Table 1 Class accuracy and Accuracy for HMM, LDA, SVM and Smote-SVM

Our results give us early experimental evidence that Smote-SVM works better for model classification; it consistently outperforms the other methods in terms of the class accuracy for all datasets. In the rest of section, we explain the difference in terms of performance between HMM and our method. HMM is trained by splitting the training data in which a separate model \(P(x|y)\) is learned for each class, as parameters are learned for each class separately. This is why HMM performs better for the minority activities. Our method shows that SVM becomes more robust for classifying the minority class.

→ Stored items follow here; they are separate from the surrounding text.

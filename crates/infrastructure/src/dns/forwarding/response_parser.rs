use crate::dns::cache::IpRecord;
use ferrous_resolver_domain::DomainError;
use hickory_proto::op::{Header, Query, ResponseCode};
use hickory_proto::rr::{RData, Record};
use hickory_proto::serialize::binary::{BinDecodable, BinDecoder};
use std::net::IpAddr;
use std::time::{Duration, Instant};
use tracing::{debug, warn};

/// TTL used when an answer carries zero, and the upper bound for any answer.
pub const DEFAULT_TTL: u32 = 600;

pub struct ResponseParser;

impl ResponseParser {
    pub fn parse(response_bytes: &[u8]) -> Result<IpRecord, DomainError> {
        Self::parse_at(response_bytes, Instant::now())
    }

    /// Parse a response, computing expiry relative to `now`.
    ///
    /// Only a broken header fails the parse. A/AAAA answers accumulate in
    /// answer order; other types are skipped. A malformed question or answer
    /// stops the walk but keeps everything read so far.
    pub fn parse_at(response_bytes: &[u8], now: Instant) -> Result<IpRecord, DomainError> {
        let mut decoder = BinDecoder::new(response_bytes);
        let header = Header::read(&mut decoder).map_err(|e| {
            DomainError::InvalidDnsResponse(format!("Failed to parse DNS header: {}", e))
        })?;

        let answer_count = header.answer_count() as usize;
        let mut record = IpRecord {
            req_id: header.id(),
            ips: Vec::with_capacity(answer_count.min(8)),
            expire: now + Duration::from_secs(DEFAULT_TTL as u64),
            rcode: header.response_code(),
        };

        for _ in 0..header.query_count() {
            if let Err(e) = Query::read(&mut decoder) {
                warn!(id = record.req_id, error = %e, "Malformed question section");
                return Ok(record);
            }
        }

        for _ in 0..answer_count {
            let answer: Record = match Record::read(&mut decoder) {
                Ok(answer) => answer,
                Err(e) => {
                    warn!(id = record.req_id, error = %e, "Malformed answer, keeping partial result");
                    break;
                }
            };

            let ttl = match answer.ttl() {
                0 => DEFAULT_TTL,
                ttl => ttl,
            };
            let expire = now + Duration::from_secs(ttl as u64);
            if expire < record.expire {
                record.expire = expire;
            }

            match answer.data() {
                RData::A(a) => record.ips.push(IpAddr::V4(a.0)),
                RData::AAAA(aaaa) => record.ips.push(IpAddr::V6(aaaa.0)),
                _ => {}
            }
        }

        debug!(
            id = record.req_id,
            rcode = %rcode_to_status(record.rcode),
            addresses = record.ips.len(),
            "DNS response parsed"
        );

        Ok(record)
    }
}

pub fn rcode_to_status(rcode: ResponseCode) -> &'static str {
    match rcode {
        ResponseCode::NoError => "NOERROR",
        ResponseCode::NXDomain => "NXDOMAIN",
        ResponseCode::ServFail => "SERVFAIL",
        ResponseCode::Refused => "REFUSED",
        ResponseCode::NotImp => "NOTIMP",
        ResponseCode::FormErr => "FORMERR",
        _ => "UNKNOWN",
    }
}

4 Conclusion and Perspectives

Our experiments on real world datasets show that the choice of Smote-SVM approach can significantly increase the recognition performance to classify multiclass sensory data, and are less prone to overfitting caused by imbalanced datasets. It significantly outperforms HMM, LDA and SVM. Developing Classifiers which are robust and skew insensitive or hybrid algorithms can be point of interest for the future research in activity recognition. It would be interesting to compare Smote-SVM and Smote-CS-SVM [7] and then deciding which gives the best results.